The story’s one weakness is that there isn’t a direct quote from a White Sox source — the closest it comes is a text from Jose Abreu stressing the White Sox’ ability to connect with Cubans. For his part, Rick Hahn had nothing but good things to say about Moncada’s first spring with Chicago after reassigning him to Charlotte earlier in the week:
“His ability to adapt, his work ethic, his receptiveness to instruction and ability to fairly seamlessly incorporate what we’re trying to get him to do on the fly has been impressive. Everyone sees the athleticism, bat speed and tools that have a lot of people projecting great things. At the same time, he is 22. He’s got about 200 plate appearances above A-ball, so it’s not a surprise that our assessment remained as it was when we got him to camp: Let’s get him playing every day at Charlotte and have him force the issue when the time is right to get to Chicago.’’

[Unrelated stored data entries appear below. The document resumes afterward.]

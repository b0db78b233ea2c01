use crate::comparison_utils::ComparisonUtils;
use crate::detail_writer::{CsvComparisonWriter, ErrorsWriter};
use crate::result::ComparisonResult;
use crate::rows::RowsComparator;
use crate::table_comparator::DataComparator;
use crate::values::{DecimalValueTransformer, ValueTransformer, ValuesComparator};
use std::collections::btree_map::Entry;
use std::collections::BTreeMap;
use std::fs;
use std::path::{Path, PathBuf};
use std::sync::atomic::{AtomicBool, Ordering};
use std::sync::Arc;
use tabcompare_common::{DataMapping, ResultType, TabCompareError, TableDataReader};
use tracing::{debug, info, warn};

pub const DETAILS_DIR: &str = "details";
pub const ERRORS_FILE: &str = "errors.txt";

/// Inputs of one comparison besides the two readers
#[derive(Clone)]
pub struct ComparisonSettings {
    pub output_dir: PathBuf,
    pub mapping: Option<Arc<DataMapping>>,
    pub comparison_utils: ComparisonUtils,
}

impl ComparisonSettings {
    pub fn new(output_dir: impl Into<PathBuf>) -> Self {
        Self {
            output_dir: output_dir.into(),
            mapping: None,
            comparison_utils: ComparisonUtils::new(),
        }
    }

    pub fn with_mapping(mut self, mapping: DataMapping) -> Self {
        self.mapping = Some(Arc::new(mapping));
        self
    }

    pub fn with_comparison_utils(mut self, utils: ComparisonUtils) -> Self {
        self.comparison_utils = utils;
        self
    }
}

/// Cooperative stop request for a running comparison
#[derive(Debug, Clone, Default)]
pub struct CancellationToken(Arc<AtomicBool>);

impl CancellationToken {
    pub fn new() -> Self {
        Self::default()
    }

    pub fn cancel(&self) {
        self.0.store(true, Ordering::Relaxed);
    }

    pub fn is_cancelled(&self) -> bool {
        self.0.load(Ordering::Relaxed)
    }
}

pub type ProgressCallback = Arc<dyn Fn(u64) + Send + Sync>;

/// Drives a whole comparison: builds the comparator, classifies every row,
/// writes per-category details and the errors log
#[derive(Clone)]
pub struct DataComparatorTool {
    transformer: Arc<dyn ValueTransformer>,
    progress: Option<ProgressCallback>,
}

impl DataComparatorTool {
    pub fn new() -> Self {
        Self {
            transformer: Arc::new(DecimalValueTransformer),
            progress: None,
        }
    }

    pub fn with_transformer(mut self, transformer: Arc<dyn ValueTransformer>) -> Self {
        self.transformer = transformer;
        self
    }

    /// Called with the number of processed rows after every row
    pub fn with_progress(mut self, progress: ProgressCallback) -> Self {
        self.progress = Some(progress);
        self
    }

    pub fn compare(
        &self,
        expected: Box<dyn TableDataReader>,
        actual: Box<dyn TableDataReader>,
        settings: &ComparisonSettings,
    ) -> Result<ComparisonResult, TabCompareError> {
        self.compare_with_cancel(expected, actual, settings, None)
    }

    pub fn compare_with_cancel(
        &self,
        expected: Box<dyn TableDataReader>,
        actual: Box<dyn TableDataReader>,
        settings: &ComparisonSettings,
        cancel: Option<&CancellationToken>,
    ) -> Result<ComparisonResult, TabCompareError> {
        let mapping = settings.mapping.clone();
        let values = ValuesComparator::new(
            settings.comparison_utils.clone(),
            mapping.clone(),
            self.transformer.clone(),
        );
        let rows = RowsComparator::new(values, mapping.clone());
        let mut comparator = DataComparator::create(
            expected,
            actual,
            rows,
            mapping.as_deref(),
            self.transformer.clone(),
        )?;

        let result = self.run(&mut comparator, &settings.output_dir, cancel);
        let closed = comparator.close();
        let result = result?;
        closed?;
        Ok(result)
    }

    fn run(
        &self,
        comparator: &mut DataComparator,
        output_dir: &Path,
        cancel: Option<&CancellationToken>,
    ) -> Result<ComparisonResult, TabCompareError> {
        if !comparator.has_more_rows()? {
            info!("Both datasets are empty, nothing to compare");
            return Ok(ComparisonResult::nothing_to_compare());
        }

        let mut result = ComparisonResult::new();
        result.mark_started();
        fs::create_dir_all(output_dir)?;
        let details_dir = output_dir.join(DETAILS_DIR);
        info!("Comparing table data, reports go to {}", output_dir.display());

        let mut writers: BTreeMap<ResultType, CsvComparisonWriter> = BTreeMap::new();
        let mut errors: Option<ErrorsWriter> = None;

        loop {
            let data = comparator.compare_rows()?;
            result.record(data.result_type());
            let name = format!("Row #{}", result.total());

            let writer = match writers.entry(data.result_type()) {
                Entry::Occupied(entry) => entry.into_mut(),
                Entry::Vacant(entry) => {
                    debug!("Creating {} details report", data.result_type());
                    entry.insert(CsvComparisonWriter::create(&details_dir, data.result_type())?)
                }
            };
            writer.write(&name, &data)?;

            if !data.errors().is_empty() {
                if errors.is_none() {
                    errors = Some(ErrorsWriter::create(output_dir.join(ERRORS_FILE))?);
                }
                if let Some(errors) = errors.as_mut() {
                    errors.write(&name, data.errors())?;
                }
            }

            if let Some(progress) = &self.progress {
                progress(result.total());
            }

            if cancel.map_or(false, |token| token.is_cancelled()) {
                info!("Comparison cancelled after {} row(s)", result.total());
                break;
            }
            if !comparator.has_more_rows()? {
                break;
            }
        }

        finish_writers(&mut result, writers, errors)?;
        result.mark_finished();
        info!(
            "Compared {} row(s): {} passed, {} failed, {} not found, {} extra",
            result.total(),
            result.passed(),
            result.failed(),
            result.not_found(),
            result.extra()
        );
        Ok(result)
    }
}

impl Default for DataComparatorTool {
    fn default() -> Self {
        Self::new()
    }
}

/// Finalizes every report even if one of them fails; the first failure is returned
fn finish_writers(
    result: &mut ComparisonResult,
    writers: BTreeMap<ResultType, CsvComparisonWriter>,
    errors: Option<ErrorsWriter>,
) -> Result<(), TabCompareError> {
    let mut first_error = None;
    let mut keep_error = |e: TabCompareError| {
        if first_error.is_none() {
            first_error = Some(e);
        } else {
            warn!("Failed to finish report: {}", e);
        }
    };

    for writer in writers.into_values() {
        let result_type = writer.result_type();
        match writer.finish() {
            Ok(path) => result.set_details_path(result_type, path),
            Err(e) => keep_error(e),
        }
    }
    if let Some(errors) = errors {
        match errors.finish() {
            Ok(path) => result.set_errors_path(path),
            Err(e) => keep_error(e),
        }
    }

    match first_error {
        Some(e) => Err(e),
        None => Ok(()),
    }
}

Shortly after at ESPN, Jerry Crasnick dropped in on Lucas Giolito and the fluctuation in his prospect stock, resulting in another tough-but-fair story. There’s this:
"Even when he's getting outs and navigating through B-level lineups, he's having to trick hitters and pitch backwards," the scout said. "He looks more like the crafty right-handed veteran than the young guy with the tools we've all heard about -- the big fastball and big breaking ball. I haven't seen much of that. It's been very vanilla."
And there’s this:
Some of the critiques seem harsh given that Giolito is so early in his learning curve. Giolito struck out 397 batters in 369 minor league innings even as the Nationals pushed him aggressively through their system. He had to deal with the trauma of a Tommy John surgery at age 18. And at 6-foot-6, 255 pounds, he's working through some mechanical issues that are exacerbated by all those moving parts.
"As a 22-year-old who's already missed a year with Tommy John, Lucas Giolito deserves a chance to grow and evolve," an American League front-office man said. "He really hasn't had enough innings to show us what he's going to be.”
The White Sox are playing decent ball in the Cactus League — a 14-14 record, and a fair share of explosive innings from their Triple-A talent, which hasn’t been seen all that frequently in the past. I wouldn’t take these stories as damning, but as a reminder that the road will probably be far bumpier by the time May rolls around.
Rodon “seemed upbeat” according to Scott Merkin, but he says he’s never felt that much tightness in his arm, so he’s heading to Los Angeles for a visit with Dr. Neal ElAttrache, which are five words that never look good together.
Given an opportunity for at least one start with the White Sox after Opening Day, Dylan Covey threw 32⁄3 scoreless innings against the Indians, doubling his spring strikeout total in the process.
While Nick Cafardo’s column covers a lot of the same ground, this item of information is actually kind of specific: “The hang-up has been the Astros’ reluctance to part with righthanded pitching prospect Francis Martes.”
I think I see what Steve Stone is doing here (and I think I really saw it before the quote was pared down after an edit):
‘‘You can’t teach a sense of humor, and he has a very good one. You have to entertain the fans. That’s one thing younger broadcasters have a hard time with, but Jason doesn’t. He understands we’re baseball broadcasters and we’re in the entertainment business.’’
- Brady Anderson’s role with Orioles a topic of debate - Fox Sports
- What is Dan Duquette really saying about Mark trumbo, Jose Bautista and Orioles fans — SI.com
Because they’ve been pretty good over the last five years, it’s easy to overlook just how strangely the Baltimore Orioles operate. The Anderson story in particular is like Drake LaRoche on the other side of the age curve ...
Some players, too, are uncomfortable with Anderson’s presence.
Anderson last played for the Orioles in 2001, but he has a locker inside the team’s clubhouse at Camden Yards, where he gets into uniform to coach.
... but this kind of stuff can be overcome or shrugged away when teams routinely get surprisingly good performances out of veteran acquisitions, rather than historically abysmal ones.